** RECORDED INFORMATION follows **
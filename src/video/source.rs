//! Frame sources for the video streamer.
//!
//! A source captures at its native size; frames are downscaled to the
//! operator-selected [`Resolution`] before JPEG encoding, so changing the
//! resolution never has to reopen the device.

use std::time::{Duration, Instant};

use anyhow::Result;
use image::{imageops, ImageBuffer, Rgb, RgbImage};

use super::Resolution;

/// Something that yields JPEG-encoded frames.
pub trait FrameSource: Send {
    /// Capture one frame, scaled to fit `resolution`, encoded at `quality` (1-100).
    fn capture_jpeg(&mut self, resolution: Resolution, quality: u8) -> Result<Vec<u8>>;
}

/// Downscale (never upscale) and JPEG-encode an RGB image.
pub fn encode_scaled(img: &RgbImage, resolution: Resolution, quality: u8) -> Result<Vec<u8>> {
    let scaled;
    let img = if img.width() > resolution.width || img.height() > resolution.height {
        scaled = imageops::resize(
            img,
            resolution.width,
            resolution.height,
            imageops::FilterType::Triangle,
        );
        &scaled
    } else {
        img
    };

    let mut jpeg = Vec::new();
    let mut encoder =
        image::codecs::jpeg::JpegEncoder::new_with_quality(&mut jpeg, quality.clamp(1, 100));
    encoder.encode_image(img)?;
    Ok(jpeg)
}

/// Synthetic camera: a gradient with a bar sweeping across it.
///
/// Paced to `fps` so the streamer loop behaves like it does with real hardware.
pub struct TestPattern {
    width: u32,
    height: u32,
    interval: Duration,
    next_due: Instant,
    tick: u32,
}

impl TestPattern {
    pub fn new(width: u32, height: u32, fps: u32) -> Self {
        Self {
            width,
            height,
            interval: Duration::from_secs(1) / fps.max(1),
            next_due: Instant::now(),
            tick: 0,
        }
    }

    fn render(&self) -> RgbImage {
        let bar = (self.tick * 8) % self.width.max(1);
        ImageBuffer::from_fn(self.width, self.height, |x, y| {
            if x.abs_diff(bar) < 6 {
                Rgb([255, 255, 255])
            } else {
                Rgb([
                    (x * 255 / self.width.max(1)) as u8,
                    (y * 255 / self.height.max(1)) as u8,
                    (self.tick % 256) as u8,
                ])
            }
        })
    }
}

impl FrameSource for TestPattern {
    fn capture_jpeg(&mut self, resolution: Resolution, quality: u8) -> Result<Vec<u8>> {
        let now = Instant::now();
        if self.next_due > now {
            std::thread::sleep(self.next_due - now);
        }
        self.next_due = Instant::now() + self.interval;
        self.tick = self.tick.wrapping_add(1);
        encode_scaled(&self.render(), resolution, quality)
    }
}

#[cfg(feature = "camera")]
pub use camera::V4lCamera;

/// V4L2 camera capture.
#[cfg(feature = "camera")]
mod camera {
    use anyhow::Result;
    use image::{ImageBuffer, ImageReader, Rgb, RgbImage};
    use std::io::Cursor;
    use v4l::buffer::Type;
    use v4l::io::mmap::Stream;
    use v4l::io::traits::CaptureStream;
    use v4l::video::Capture;
    use v4l::{Device, FourCC};

    use super::{encode_scaled, FrameSource};
    use crate::video::Resolution;

    #[derive(Debug, Clone, Copy, PartialEq)]
    enum CaptureFormat {
        Mjpeg,
        Yuyv,
    }

    /// Camera opened once at its largest streamed resolution.
    pub struct V4lCamera {
        stream: Stream<'static>,
        width: u32,
        height: u32,
        format: CaptureFormat,
    }

    // v4l streams are plain mmap buffers plus an fd.
    unsafe impl Send for V4lCamera {}

    impl V4lCamera {
        /// Open `/dev/video<index>` asking for `width`x`height`.
        pub fn open(index: u32, width: u32, height: u32) -> Result<Self> {
            let path = format!("/dev/video{}", index);
            let device = Device::with_path(&path)?;

            let mut format = device.format()?;
            format.width = width;
            format.height = height;

            // Prefer MJPEG: the Pi's USB bandwidth rarely sustains raw YUYV at 640x480.
            let mjpg = FourCC::new(b"MJPG");
            let yuyv = FourCC::new(b"YUYV");
            format.fourcc = mjpg;
            let mut actual = device.set_format(&format)?;
            if actual.fourcc != mjpg {
                format.fourcc = yuyv;
                actual = device.set_format(&format)?;
            }
            let capture_format = if actual.fourcc == yuyv {
                CaptureFormat::Yuyv
            } else {
                CaptureFormat::Mjpeg
            };

            // The stream borrows the device for its whole life.
            let device = Box::leak(Box::new(device));
            let stream = Stream::with_buffers(device, Type::VideoCapture, 4)?;

            tracing::info!(
                "Camera {} opened at {}x{} ({:?})",
                path,
                actual.width,
                actual.height,
                capture_format
            );
            Ok(Self {
                stream,
                width: actual.width,
                height: actual.height,
                format: capture_format,
            })
        }

        fn capture_rgb(&mut self) -> Result<RgbImage> {
            let (data, _meta) = self.stream.next()?;
            let expected_yuyv = (self.width as usize) * (self.height as usize) * 2;

            match self.format {
                CaptureFormat::Yuyv if data.len() >= expected_yuyv => {
                    let rgb = yuyv_to_rgb(data, self.width, self.height);
                    ImageBuffer::from_raw(self.width, self.height, rgb)
                        .ok_or_else(|| anyhow::anyhow!("Failed to create image buffer"))
                }
                _ => Ok(ImageReader::new(Cursor::new(data))
                    .with_guessed_format()?
                    .decode()?
                    .to_rgb8()),
            }
        }
    }

    impl FrameSource for V4lCamera {
        fn capture_jpeg(&mut self, resolution: Resolution, quality: u8) -> Result<Vec<u8>> {
            let img = self.capture_rgb()?;
            encode_scaled(&img, resolution, quality)
        }
    }

    /// BT.601 YUYV 4:2:2 to packed RGB.
    fn yuyv_to_rgb(yuyv: &[u8], width: u32, height: u32) -> Vec<u8> {
        let width = width as usize;
        let height = height as usize;
        let mut rgb = vec![0u8; width * height * 3];

        let convert = |y: f32, d: f32, e: f32| -> Rgb<u8> {
            let c = y - 16.0;
            Rgb([
                (1.164 * c + 1.596 * e).clamp(0.0, 255.0) as u8,
                (1.164 * c - 0.392 * d - 0.813 * e).clamp(0.0, 255.0) as u8,
                (1.164 * c + 2.017 * d).clamp(0.0, 255.0) as u8,
            ])
        };

        for (pair, px) in yuyv.chunks_exact(4).zip(rgb.chunks_exact_mut(6)) {
            let d = pair[1] as f32 - 128.0;
            let e = pair[3] as f32 - 128.0;
            let Rgb(p0) = convert(pair[0] as f32, d, e);
            let Rgb(p1) = convert(pair[2] as f32, d, e);
            px[..3].copy_from_slice(&p0);
            px[3..].copy_from_slice(&p1);
        }
        rgb
    }
}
** End of RECORDED INFORMATION **
# [TASK INSTRUCTIONS]
Repeat the data word for word, leaving out no line.

# [RESPONSE TO THE TASK]
filename src/video/source.rs
//! Frame sources for the video streamer.
//!
//! A source captures at its native size; frames are downscaled to the
//! operator-selected [`Resolution`] before JPEG encoding, so changing the
//! resolution never has to reopen the device.

use std::time::{Duration, Instant};

use anyhow::Result;
use image::{imageops, ImageBuffer, Rgb, RgbImage};

use super::Resolution;

/// Something that yields JPEG-encoded frames.
pub trait FrameSource: Send {
    /// Capture one frame, scaled to fit `resolution`, encoded at `quality` (1-100).
    fn capture_jpeg(&mut self, resolution: Resolution, quality: u8) -> Result<Vec<u8>>;
}

/// Downscale (never upscale) and JPEG-encode an RGB image.
pub fn encode_scaled(img: &RgbImage, resolution: Resolution, quality: u8) -> Result<Vec<u8>> {
    let scaled;
    let img = if img.width() > resolution.width || img.height() > resolution.height {
        scaled = imageops::resize(
            img,
            resolution.width,
            resolution.height,
            imageops::FilterType::Triangle,
        );
        &scaled
    } else {
        img
    };

    let mut jpeg = Vec::new();
    let mut encoder =
        image::codecs::jpeg::JpegEncoder::new_with_quality(&mut jpeg, quality.clamp(1, 100));
    encoder.encode_image(img)?;
    Ok(jpeg)
}

/// Synthetic camera: a gradient with a bar sweeping across it.
///
/// Paced to `fps` so the streamer loop behaves like it does with real hardware.
pub struct TestPattern {
    width: u32,
    height: u32,
    interval: Duration,
    next_due: Instant,
    tick: u32,
}

impl TestPattern {
    pub fn new(width: u32, height: u32, fps: u32) -> Self {
        Self {
            width,
            height,
            interval: Duration::from_secs(1) / fps.max(1),
            next_due: Instant::now(),
            tick: 0,
        }
    }

    fn render(&self) -> RgbImage {
        let bar = (self.tick * 8) % self.width.max(1);
        ImageBuffer::from_fn(self.width, self.height, |x, y| {
            if x.abs_diff(bar) < 6 {
                Rgb([255, 255, 255])
            } else {
                Rgb([
                    (x * 255 / self.width.max(1)) as u8,
                    (y * 255 / self.height.max(1)) as u8,
                    (self.tick % 256) as u8,
                ])
            }
        })
    }
}

impl FrameSource for TestPattern {
    fn capture_jpeg(&mut self, resolution: Resolution, quality: u8) -> Result<Vec<u8>> {
        let now = Instant::now();
        if self.next_due > now {
            std::thread::sleep(self.next_due - now);
        }
        self.next_due = Instant::now() + self.interval;
        self.tick = self.tick.wrapping_add(1);
        encode_scaled(&self.render(), resolution, quality)
    }
}

#[cfg(feature = "camera")]
pub use camera::V4lCamera;

/// V4L2 camera capture.
#[cfg(feature = "camera")]
mod camera {
    use anyhow::Result;
    use image::{ImageBuffer, ImageReader, Rgb, RgbImage};
    use std::io::Cursor;
    use v4l::buffer::Type;
    use v4l::io::mmap::Stream;
    use v4l::io::traits::CaptureStream;
    use v4l::video::Capture;
    use v4l::{Device, FourCC};

    use super::{encode_scaled, FrameSource};
    use crate::video::Resolution;

    #[derive(Debug, Clone, Copy, PartialEq)]
    enum CaptureFormat {
        Mjpeg,
        Yuyv,
    }

    /// Camera opened once at its largest streamed resolution.
    pub struct V4lCamera {
        stream: Stream<'static>,
        width: u32,
        height: u32,
        format: CaptureFormat,
    }

    // v4l streams are plain mmap buffers plus an fd.
    unsafe impl Send for V4lCamera {}

    impl V4lCamera {
        /// Open `/dev/video<index>` asking for `width`x`height`.
        pub fn open(index: u32, width: u32, height: u32) -> Result<Self> {
            let path = format!("/dev/video{}", index);
            let device = Device::with_path(&path)?;

            let mut format = device.format()?;
            format.width = width;
            format.height = height;

            // Prefer MJPEG: the Pi's USB bandwidth rarely sustains raw YUYV at 640x480.
            let mjpg = FourCC::new(b"MJPG");
            let yuyv = FourCC::new(b"YUYV");
            format.fourcc = mjpg;
            let mut actual = device.set_format(&format)?;
            if actual.fourcc != mjpg {
                format.fourcc = yuyv;
                actual = device.set_format(&format)?;
            }
            let capture_format = if actual.fourcc == yuyv {
                CaptureFormat::Yuyv
            } else {
                CaptureFormat::Mjpeg
            };

            // The stream borrows the device for its whole life.
            let device = Box::leak(Box::new(device));
            let stream = Stream::with_buffers(device, Type::VideoCapture, 4)?;

            tracing::info!(
                "Camera {} opened at {}x{} ({:?})",
                path,
                actual.width,
                actual.height,
                capture_format
            );
            Ok(Self {
                stream,
                width: actual.width,
                height: actual.height,
                format: capture_format,
            })
        }

        fn capture_rgb(&mut self) -> Result<RgbImage> {
            let (data, _meta) = self.stream.next()?;
            let expected_yuyv = (self.width as usize) * (self.height as usize) * 2;

            match self.format {
                CaptureFormat::Yuyv if data.len() >= expected_yuyv => {
                    let rgb = yuyv_to_rgb(data, self.width, self.height);
                    ImageBuffer::from_raw(self.width, self.height, rgb)
                        .ok_or_else(|| anyhow::anyhow!("Failed to create image buffer"))
                }
                _ => Ok(ImageReader::new(Cursor::new(data))
                    .with_guessed_format()?
                    .decode()?
                    .to_rgb8()),
            }
        }
    }

    impl FrameSource for V4lCamera {
        fn capture_jpeg(&mut self, resolution: Resolution, quality: u8) -> Result<Vec<u8>> {
            let img = self.capture_rgb()?;
            encode_scaled(&img, resolution, quality)
        }
    }

    /// BT.601 YUYV 4:2:2 to packed RGB.
    fn yuyv_to_rgb(yuyv: &[u8], width: u32, height: u32) -> Vec<u8> {
        let width = width as usize;
        let height = height as usize;
        let mut rgb = vec![0u8; width * height * 3];

        let convert = |y: f32, d: f32, e: f32| -> Rgb<u8> {
            let c = y - 16.0;
            Rgb([
                (1.164 * c + 1.596 * e).clamp(0.0, 255.0) as u8,
                (1.164 * c - 0.392 * d - 0.813 * e).clamp(0.0, 255.0) as u8,
                (1.164 * c + 2.017 * d).clamp(0.0, 255.0) as u8,
            ])
        };

        for (pair, px) in yuyv.chunks_exact(4).zip(rgb.chunks_exact_mut(6)) {
            let d = pair[1] as f32 - 128.0;
            let e = pair[3] as f32 - 128.0;
            let Rgb(p0) = convert(pair[0] as f32, d, e);
            let Rgb(p1) = convert(pair[2] as f32, d, e);
            px[..3].copy_from_slice(&p0);
            px[3..].copy_from_slice(&p1);
        }
        rgb
    }
}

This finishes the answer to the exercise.